• To do
Where the line containing "a parsed document." appears, end your copy; everything from the first line of the records below up to and including it must be reproduced exactly.

##### The data #####

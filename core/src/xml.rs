//! Generic XML element tree.
//!
//! # Design
//! AtD answers every action with a small XML document whose shape depends on
//! the action. `parse` turns a body into an `XmlNode` tree without assuming
//! any schema; the typed view in [`crate::types`] is layered on top.
//!
//! Text and CDATA inside an element are concatenated verbatim, surrounding
//! whitespace included. An element whose text is whitespace only (with no
//! CDATA) ends up with empty text, so indentation between child elements
//! never shows up as content.
//!
//! `XmlNode::to_value` renders the tree with the xml2js defaults
//! (`explicitRoot`, `explicitArray`, `trim: false`): the root name wraps the
//! document, children are grouped by name into arrays, attributes sit under
//! `"$"` and text of an element that also has attributes or children sits
//! under `"_"`. A leaf element renders as its text, an empty one as `""`.

use quick_xml::events::{BytesStart, Event};
use quick_xml::Reader;
use serde::{Deserialize, Serialize};
use serde_json::{Map, Value};

use crate::error::XmlError;

/// One element of a parsed document.
#[derive(Debug, Clone, Default, PartialEq, Eq, Serialize, Deserialize)]
pub struct XmlNode {
    pub name: String,
    pub attributes: Vec<(String, String)>,
    pub text: String,
    pub children: Vec<XmlNode>,
}

impl XmlNode {
    pub fn new(name: impl Into<String>) -> Self {
        Self {
            name: name.into(),
            ..Self::default()
        }
    }

    /// First direct child named `name`.
    pub fn child(&self, name: &str) -> Option<&XmlNode> {
        self.children.iter().find(|c| c.name == name)
    }

    /// All direct children named `name`, in document order.
    pub fn children_named<'a>(&'a self, name: &'a str) -> impl Iterator<Item = &'a XmlNode> + 'a {
        self.children.iter().filter(move |c| c.name == name)
    }

    /// Text of the first direct child named `name`.
    pub fn child_text(&self, name: &str) -> Option<&str> {
        self.child(name).map(|c| c.text.as_str())
    }

    pub fn attribute(&self, name: &str) -> Option<&str> {
        self.attributes
            .iter()
            .find(|(k, _)| k == name)
            .map(|(_, v)| v.as_str())
    }

    /// Render as `{ <root name>: <content> }`.
    pub fn to_value(&self) -> Value {
        let mut root = Map::new();
        root.insert(self.name.clone(), self.content_value());
        Value::Object(root)
    }

    fn content_value(&self) -> Value {
        if self.attributes.is_empty() && self.children.is_empty() {
            return Value::String(self.text.clone());
        }

        let mut obj = Map::new();
        if !self.attributes.is_empty() {
            let attrs = self
                .attributes
                .iter()
                .map(|(k, v)| (k.clone(), Value::String(v.clone())))
                .collect();
            obj.insert("$".to_string(), Value::Object(attrs));
        }
        if !self.text.is_empty() {
            obj.insert("_".to_string(), Value::String(self.text.clone()));
        }
        for child in &self.children {
            let slot = obj
                .entry(child.name.clone())
                .or_insert_with(|| Value::Array(Vec::new()));
            if let Value::Array(items) = slot {
                items.push(child.content_value());
            }
        }
        Value::Object(obj)
    }
}

/// Element still waiting for its closing tag.
struct Open {
    node: XmlNode,
    cdata: bool,
}

impl Open {
    fn new(node: XmlNode) -> Self {
        Self { node, cdata: false }
    }

    fn close(mut self) -> XmlNode {
        if !self.cdata && self.node.text.trim().is_empty() {
            self.node.text.clear();
        }
        self.node
    }
}

/// Parse a raw response body. Bodies that are not UTF-8 fail with
/// [`XmlError::Encoding`].
pub fn parse_bytes(body: &[u8]) -> Result<XmlNode, XmlError> {
    let body = std::str::from_utf8(body).map_err(|e| XmlError::Encoding(e.to_string()))?;
    parse(body)
}

/// Parse an XML document into its root element.
pub fn parse(body: &str) -> Result<XmlNode, XmlError> {
    let mut reader = Reader::from_str(body);

    let mut stack: Vec<Open> = Vec::new();
    let mut root: Option<XmlNode> = None;

    loop {
        let event = reader
            .read_event()
            .map_err(|e| XmlError::Syntax(format!("at byte {}: {e}", reader.error_position())))?;

        match event {
            Event::Start(start) => {
                ensure_single_root(&root, &stack)?;
                stack.push(Open::new(open_element(&start)?));
            }
            Event::Empty(start) => {
                ensure_single_root(&root, &stack)?;
                let node = open_element(&start)?;
                attach(node, &mut stack, &mut root);
            }
            Event::End(end) => {
                let open = stack.pop().ok_or_else(|| XmlError::UnbalancedClose {
                    found: String::from_utf8_lossy(end.name().as_ref()).into_owned(),
                })?;
                attach(open.close(), &mut stack, &mut root);
            }
            Event::Text(text) => {
                let text = text.unescape().map_err(|e| XmlError::Syntax(e.to_string()))?;
                push_text(&mut stack, &text, false)?;
            }
            Event::CData(cdata) => {
                let text = String::from_utf8_lossy(&cdata.into_inner()).into_owned();
                push_text(&mut stack, &text, true)?;
            }
            Event::Eof => break,
            // Declarations, comments, processing instructions, doctype.
            _ => {}
        }
    }

    if let Some(open) = stack.pop() {
        return Err(XmlError::Unclosed { open: open.node.name });
    }
    root.ok_or(XmlError::Empty)
}

fn open_element(start: &BytesStart<'_>) -> Result<XmlNode, XmlError> {
    let mut node = XmlNode::new(String::from_utf8_lossy(start.name().as_ref()).into_owned());
    for attr in start.attributes() {
        let attr = attr.map_err(|e| XmlError::Syntax(e.to_string()))?;
        let value = attr
            .unescape_value()
            .map_err(|e| XmlError::Syntax(e.to_string()))?;
        node.attributes.push((
            String::from_utf8_lossy(attr.key.as_ref()).into_owned(),
            value.into_owned(),
        ));
    }
    Ok(node)
}

fn ensure_single_root(root: &Option<XmlNode>, stack: &[Open]) -> Result<(), XmlError> {
    if root.is_some() && stack.is_empty() {
        return Err(XmlError::Syntax("multiple root elements".to_string()));
    }
    Ok(())
}

fn attach(node: XmlNode, stack: &mut [Open], root: &mut Option<XmlNode>) {
    match stack.last_mut() {
        Some(parent) => parent.node.children.push(node),
        None => *root = Some(node),
    }
}

fn push_text(stack: &mut [Open], text: &str, cdata: bool) -> Result<(), XmlError> {
    match stack.last_mut() {
        Some(open) => {
            open.node.text.push_str(text);
            open.cdata |= cdata;
            Ok(())
        }
        // Whitespace around the root element.
        None if !cdata && text.trim().is_empty() => Ok(()),
        None => Err(XmlError::Syntax(format!("text outside root element: {text:?}"))),
    }
}

#[cfg(test)]
mod tests {
    use super::*;
    use serde_json::json;

    const RESULTS: &str = r#"<?xml version="1.0"?>
<results>
  <error>
    <string>teh</string>
    <description>Spelling</description>
    <precontext>on</precontext>
    <suggestions>
        <option>the</option>
        <option>ten</option>
    </suggestions>
    <type>spelling</type>
  </error>
</results>"#;

    #[test]
    fn parses_nested_elements() {
        let root = parse(RESULTS).unwrap();
        assert_eq!(root.name, "results");
        let error = root.child("error").unwrap();
        assert_eq!(error.child_text("string"), Some("teh"));
        let options: Vec<&str> = error
            .child("suggestions")
            .unwrap()
            .children_named("option")
            .map(|o| o.text.as_str())
            .collect();
        assert_eq!(options, vec!["the", "ten"]);
    }

    #[test]
    fn renders_nested_object_shape() {
        let root = parse(RESULTS).unwrap();
        assert_eq!(
            root.to_value(),
            json!({
                "results": {
                    "error": [{
                        "string": ["teh"],
                        "description": ["Spelling"],
                        "precontext": ["on"],
                        "suggestions": [{ "option": ["the", "ten"] }],
                        "type": ["spelling"]
                    }]
                }
            })
        );
    }

    #[test]
    fn attributes_and_mixed_text() {
        let root = parse(r#"<a id="1">hi<b/></a>"#).unwrap();
        assert_eq!(root.attribute("id"), Some("1"));
        assert_eq!(
            root.to_value(),
            json!({ "a": { "$": { "id": "1" }, "_": "hi", "b": [""] } })
        );
    }

    #[test]
    fn keeps_spaces_around_child_elements() {
        assert_eq!(parse("<m>on <b/> teh</m>").unwrap().text, "on  teh");
    }

    #[test]
    fn keeps_spaces_before_cdata() {
        assert_eq!(parse("<m>a <![CDATA[b]]></m>").unwrap().text, "a b");
    }

    #[test]
    fn leaf_text_is_not_trimmed() {
        let root = parse("<string> teh </string>").unwrap();
        assert_eq!(root.text, " teh ");
        assert_eq!(root.to_value(), json!({ "string": " teh " }));
    }

    #[test]
    fn whitespace_only_text_is_dropped() {
        assert_eq!(parse("<m>\n   </m>").unwrap().to_value(), json!({ "m": "" }));
        assert_eq!(parse("<m><![CDATA[  ]]></m>").unwrap().text, "  ");
    }

    #[test]
    fn non_utf8_body_is_an_encoding_error() {
        assert!(matches!(parse_bytes(b"<m>\xff</m>"), Err(XmlError::Encoding(_))));
        assert_eq!(parse_bytes(b"<m>ok</m>").unwrap().text, "ok");
    }

    #[test]
    fn unescapes_entities_and_cdata() {
        let root = parse("<m>a &amp; b<![CDATA[ <c> ]]></m>").unwrap();
        assert_eq!(root.text, "a & b <c> ");
    }

    #[test]
    fn empty_root_renders_as_empty_string() {
        let root = parse("<results></results>").unwrap();
        assert_eq!(root.to_value(), json!({ "results": "" }));
    }

    #[test]
    fn rejects_mismatched_tags() {
        assert!(matches!(parse("<a><b></a>"), Err(XmlError::Syntax(_))));
    }

    #[test]
    fn rejects_unclosed_document() {
        assert!(parse("<a><b></b>").is_err());
    }

    #[test]
    fn rejects_plain_text() {
        assert!(parse("Internal Server Error").is_err());
    }

    #[test]
    fn rejects_empty_body() {
        assert!(matches!(parse(""), Err(XmlError::Empty)));
    }
}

#####

• Response for this exercise
filename core/src/xml.rs
//! Generic XML element tree.
//!
//! # Design
//! AtD answers every action with a small XML document whose shape depends on
//! the action. `parse` turns a body into an `XmlNode` tree without assuming
//! any schema; the typed view in [`crate::types`] is layered on top.
//!
//! Text and CDATA inside an element are concatenated verbatim, surrounding
//! whitespace included. An element whose text is whitespace only (with no
//! CDATA) ends up with empty text, so indentation between child elements
//! never shows up as content.
//!
//! `XmlNode::to_value` renders the tree with the xml2js defaults
//! (`explicitRoot`, `explicitArray`, `trim: false`): the root name wraps the
//! document, children are grouped by name into arrays, attributes sit under
//! `"$"` and text of an element that also has attributes or children sits
//! under `"_"`. A leaf element renders as its text, an empty one as `""`.

use quick_xml::events::{BytesStart, Event};
use quick_xml::Reader;
use serde::{Deserialize, Serialize};
use serde_json::{Map, Value};

use crate::error::XmlError;

/// One element of a parsed document.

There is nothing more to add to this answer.